The Guggenheim Museum Bilbao presents Jasper Johns: Night Driver, a major retrospective dedicated to one of the defining figures of post-war art, on view until 12 October 2026.
Taking its title from a 1960 drawing Johns once described as his first work grounded in a personal feeling, the exhibition gathers nearly 140 works, paintings, sculptures, drawings, prints, an artist’s book, and a stage design, tracing a practice that has persistently returned to its own motifs, as if circling an idea until it shifts.
Organised chronologically, the exhibition sets out Johns’s trajectory from the mid-1950s onward, separating works on paper from paintings and sculpture to reveal the different registers of his thinking.

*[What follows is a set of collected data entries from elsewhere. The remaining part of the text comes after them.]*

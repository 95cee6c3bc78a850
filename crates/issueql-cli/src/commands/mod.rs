pub mod ast;
pub mod check;
pub mod compile;

mod query_loader;
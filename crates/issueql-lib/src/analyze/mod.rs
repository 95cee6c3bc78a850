//! Semantic analysis: qualifier schema, symbol table, validation.

pub mod schema;
pub mod symbols;
pub mod validate;


pub use schema::{QualifierInfo, Schema, ValueInfo, ValueType};
pub use symbols::{DocumentId, SymbolInfo, SymbolTable};
pub use validate::validate;
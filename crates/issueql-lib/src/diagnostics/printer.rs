//! Builder-pattern printer for rendering diagnostics.

use std::fmt::Write;

use annotate_snippets::{AnnotationKind, Group, Level, Renderer, Snippet};
use rowan::TextRange;

use super::Diagnostics;
use super::message::Severity;

/// Builder for rendering diagnostics with various options.
pub struct DiagnosticsPrinter<'d, 's> {
    diagnostics: &'d Diagnostics,
    source: Option<&'s str>,
    path: Option<&'s str>,
    colored: bool,
}

impl<'d, 's> DiagnosticsPrinter<'d, 's> {
    pub fn new(diagnostics: &'d Diagnostics) -> Self {
        Self {
            diagnostics,
            source: None,
            path: None,
            colored: false,
        }
    }

    pub fn source(mut self, source: &'s str) -> Self {
        self.source = Some(source);
        self
    }

    pub fn path(mut self, path: &'s str) -> Self {
        self.path = Some(path);
        self
    }

    pub fn colored(mut self, value: bool) -> Self {
        self.colored = value;
        self
    }

    pub fn render(&self) -> String {
        let mut out = String::new();
        self.format(&mut out).expect("String write never fails");
        out
    }

    pub fn format(&self, w: &mut impl Write) -> std::fmt::Result {
        let Some(source) = self.source else {
            return self.format_plain(w);
        };

        if self.diagnostics.is_empty() {
            return Ok(());
        }

        let renderer = if self.colored {
            Renderer::styled()
        } else {
            Renderer::plain()
        };

        for (i, diag) in self.diagnostics.iter().enumerate() {
            let range = adjust_range(diag.range, source.len());

            let mut snippet = Snippet::source(source).line_start(1).annotation(
                AnnotationKind::Primary
                    .span(range.clone())
                    .label(&diag.message),
            );

            if let Some(p) = self.path {
                snippet = snippet.path(p);
            }

            for related in &diag.related {
                snippet = snippet.annotation(
                    AnnotationKind::Context
                        .span(adjust_range(related.range, source.len()))
                        .label(&related.message),
                );
            }

            let level = severity_to_level(diag.severity());
            let report: Vec<Group> = vec![level.primary_title(&diag.message).element(snippet)];

            if i > 0 {
                w.write_char('\n')?;
            }
            write!(w, "{}", renderer.render(&report))?;
        }

        Ok(())
    }

    fn format_plain(&self, w: &mut impl Write) -> std::fmt::Result {
        for (i, diag) in self.diagnostics.iter().enumerate() {
            if i > 0 {
                w.write_char('\n')?;
            }
            write!(w, "{}", diag)?;
        }
        Ok(())
    }
}

fn severity_to_level(severity: Severity) -> Level<'static> {
    match severity {
        Severity::Error => Level::ERROR,
        Severity::Warning => Level::WARNING,
    }
}

fn adjust_range(range: TextRange, limit: usize) -> std::ops::Range<usize> {
    let start: usize = range.start().into();
    let end: usize = range.end().into();

    // Zero-width ranges render as a caret on the following character.
    if start == end {
        return start..(start + 1).min(limit);
    }

    start..end
}

impl Diagnostics {
    pub fn printer(&self) -> DiagnosticsPrinter<'_, '_> {
        DiagnosticsPrinter::new(self)
    }
}
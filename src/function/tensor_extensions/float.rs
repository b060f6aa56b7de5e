use burn::tensor::{backend, Float, Tensor};

pub trait TensorFloatExtension<B: backend::Backend> {
    /// Absolute value whose gradient is `sign(x)`, i.e., `0` at `0`.
    fn abs_safe(self) -> Self;

    /// Element-wise division where zero denominators yield `fallback`.
    ///
    /// No `NaN` or infinity is produced for a zero denominator,
    /// since the denominator is replaced before dividing.
    fn div_or(
        self,
        rhs: Self,
        fallback: f64,
    ) -> Self;

    /// Mean over every dimension except the leading batch one.
    ///
    /// `[N, ...] -> [N]`
    fn mean_per_sample(self) -> Tensor<B, 1>;

    /// Sum over every dimension except the leading batch one.
    ///
    /// `[N, ...] -> [N]`
    fn sum_per_sample(self) -> Tensor<B, 1>;
}

impl<B: backend::Backend, const D: usize> TensorFloatExtension<B>
    for Tensor<B, D, Float>
{
    fn abs_safe(self) -> Self {
        let sign = self.to_owned().detach().sign();
        self * sign
    }

    fn div_or(
        self,
        rhs: Self,
        fallback: f64,
    ) -> Self {
        let is_zero = rhs.to_owned().equal_elem(0.0);
        self.div(rhs.mask_fill(is_zero.to_owned(), 1.0))
            .mask_fill(is_zero, fallback)
    }

    fn mean_per_sample(self) -> Tensor<B, 1> {
        assert!(D >= 2, "D should be at least 2");

        let sample_count = self.dims()[0];
        self.flatten::<2>(1, D - 1)
            .mean_dim(1)
            .reshape([sample_count])
    }

    fn sum_per_sample(self) -> Tensor<B, 1> {
        assert!(D >= 2, "D should be at least 2");

        let sample_count = self.dims()[0];
        self.flatten::<2>(1, D - 1)
            .sum_dim(1)
            .reshape([sample_count])
    }
}
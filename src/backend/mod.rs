pub use burn::{
    backend::{wgpu::WgpuDevice, Wgpu},
    tensor::backend::{AutodiffBackend, Backend},
};

use burn::backend::autodiff;

pub type Autodiff<B> = autodiff::Autodiff<B>;

/// Selecting the discrete accelerator at `index`.
#[inline]
pub fn wgpu_device(index: usize) -> WgpuDevice {
    WgpuDevice::DiscreteGpu(index)
}
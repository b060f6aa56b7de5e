#[derive(Debug, thiserror::Error)]
pub enum Error {
    #[error("Collaborator Error: {0}")]
    Collaborator(String),

    #[error("Divergence Error: total loss is {loss} at iteration {iteration}")]
    Divergence { iteration: u64, loss: f32 },

    #[error("IO Error: {0}")]
    Io(#[from] std::io::Error),

    #[error("Malformed Mesh Error: {0}")]
    MalformedMesh(String),

    #[error("Record Error: {0}")]
    Record(#[from] burn::record::RecorderError),

    #[error("Tensor Data Error: {0}")]
    TensorData(String),

    #[error("Validation Error: {0} should be {1}")]
    Validation(String, String),
}
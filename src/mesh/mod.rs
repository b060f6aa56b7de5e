//! Triangle meshes of fitted bodies.

pub mod export;
pub mod import;

pub use crate::backend::Backend;
pub use burn::tensor::{Int, Tensor, TensorData};

use crate::{body::to_host, error::Error};

/// A triangle mesh on the host.
#[derive(Clone, Debug, Default, PartialEq)]
pub struct Mesh {
    /// `[V, 3]`
    pub vertices: Vec<[f32; 3]>,
    /// `[F, 3]` zero-based
    pub faces: Vec<[u32; 3]>,
}

impl Mesh {
    /// `[V, 3]` and `[F, 3]` to a mesh
    pub fn from_tensors<B: Backend>(
        vertices: Tensor<B, 2>,
        faces: Tensor<B, 2, Int>,
    ) -> Result<Self, Error> {
        let vertices = to_host(vertices)?
            .chunks_exact(3)
            .map(|v| [v[0], v[1], v[2]])
            .collect();
        let faces = faces
            .into_data()
            .convert::<i64>()
            .to_vec::<i64>()
            .map_err(|error| Error::TensorData(format!("{error:?}")))?
            .chunks_exact(3)
            .map(|f| {
                let mut face = [0; 3];
                for (index, vertex) in face.iter_mut().zip(f) {
                    *index = u32::try_from(*vertex).map_err(|_| {
                        Error::MalformedMesh(format!("Invalid face index: {vertex}"))
                    })?;
                }
                Ok::<_, Error>(face)
            })
            .collect::<Result<_, _>>()?;

        Self { vertices, faces }.validate()
    }

    /// `[N, V, 3]` and `[N, F, 3]` to `N` meshes
    pub fn from_batch<B: Backend>(
        vertices: Tensor<B, 3>,
        faces: Tensor<B, 3, Int>,
    ) -> Result<Vec<Self>, Error> {
        let [n, v, _] = vertices.dims();
        let [faces_n, f, _] = faces.dims();
        if faces_n != n {
            return Err(Error::Validation(
                format!("faces.dims()[0] ({faces_n})"),
                n.to_string(),
            ));
        }

        (0..n)
            .map(|index| {
                Self::from_tensors(
                    vertices.to_owned().slice([index..index + 1, 0..v, 0..3]).reshape([v, 3]),
                    faces.to_owned().slice([index..index + 1, 0..f, 0..3]).reshape([f, 3]),
                )
            })
            .collect()
    }

    /// Stacking meshes of the same topology size into `[N, V, 3]` and `[N, F, 3]`.
    pub fn to_batch<B: Backend>(
        meshes: &[Self],
        device: &B::Device,
    ) -> Result<(Tensor<B, 3>, Tensor<B, 3, Int>), Error> {
        let Some(first) = meshes.first() else {
            return Err(Error::Validation("meshes.len() (0)".into(), "positive".into()));
        };
        let (v, f) = (first.vertices.len(), first.faces.len());

        let mut vertices = Vec::<f32>::with_capacity(meshes.len() * v * 3);
        let mut faces = Vec::<i64>::with_capacity(meshes.len() * f * 3);
        for mesh in meshes {
            if mesh.vertices.len() != v || mesh.faces.len() != f {
                return Err(Error::Validation(
                    format!(
                        "mesh size ({}, {})",
                        mesh.vertices.len(),
                        mesh.faces.len()
                    ),
                    format!("({v}, {f})"),
                ));
            }
            vertices.extend(mesh.vertices.iter().flatten());
            faces.extend(mesh.faces.iter().flatten().map(|&index| index as i64));
        }

        let n = meshes.len();
        let vertices = Tensor::from_data(
            TensorData::new(vertices, [n, v, 3]).convert::<B::FloatElem>(),
            device,
        );
        let faces = Tensor::from_data(
            TensorData::new(faces, [n, f, 3]).convert::<B::IntElem>(),
            device,
        );

        Ok((vertices, faces))
    }

    /// Axis-aligned bounds as `(minimum, maximum)`.
    pub fn bounds(&self) -> Option<([f32; 3], [f32; 3])> {
        let first = *self.vertices.first()?;
        Some(self.vertices.iter().fold((first, first), |(mut min, mut max), v| {
            for axis in 0..3 {
                min[axis] = min[axis].min(v[axis]);
                max[axis] = max[axis].max(v[axis]);
            }
            (min, max)
        }))
    }

    pub fn translate(
        &mut self,
        offset: [f32; 3],
    ) -> &mut Self {
        for vertex in &mut self.vertices {
            for axis in 0..3 {
                vertex[axis] += offset[axis];
            }
        }
        self
    }

    /// Checking that every face refers to an existing vertex.
    pub fn validate(self) -> Result<Self, Error> {
        let vertex_count = self.vertices.len();
        if let Some(face) = self
            .faces
            .iter()
            .find(|face| face.iter().any(|&index| index as usize >= vertex_count))
        {
            return Err(Error::MalformedMesh(format!(
                "Face {face:?} is out of {vertex_count} vertices"
            )));
        }

        Ok(self)
    }
}
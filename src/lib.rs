#![allow(missing_docs)]

pub mod backend;
pub mod body;
pub mod cache;
pub mod error;
pub mod evidence;
pub mod fitter;
pub mod function;
pub mod loss;
pub mod mesh;
pub mod optimize;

Born in Augusta, Georgia, in 1930 and raised in South Carolina, Johns arrived in New York in 1953, where his proximity to Robert Rauschenberg, John Cage, and Merce Cunningham placed him at the centre of a radical redefinition of American post-war culture, one shaped as much by collaboration as by individual authorship.
The early works, flags, targets, numbers, maps, letters, are all on view and recast the familiar as something unstable, suspended between sign and object. First shown at the Leo Castelli Gallery in 1958, they brought immediate recognition and now stand as pivotal to the emergence of Pop Art.
The exhibition moves through the crosshatched paintings of the 1970s and 1980s, the reflective logic of the Seasons works, and a series of compositions where fragments of art history, memory, and anatomy drift across the surface. It concludes with works from the 1990s and 2000s, including the Catenary series, where structure itself becomes a way of thinking.
Resistant to the rhetoric of expression, Johns’s practice is defined by restraint, repetition, and the slow unfolding of meaning. Often aligned with Minimalism and Conceptual Art, his work nonetheless remains insistently image-based—where thought and perception never fully separate, and where looking becomes its own form of delay.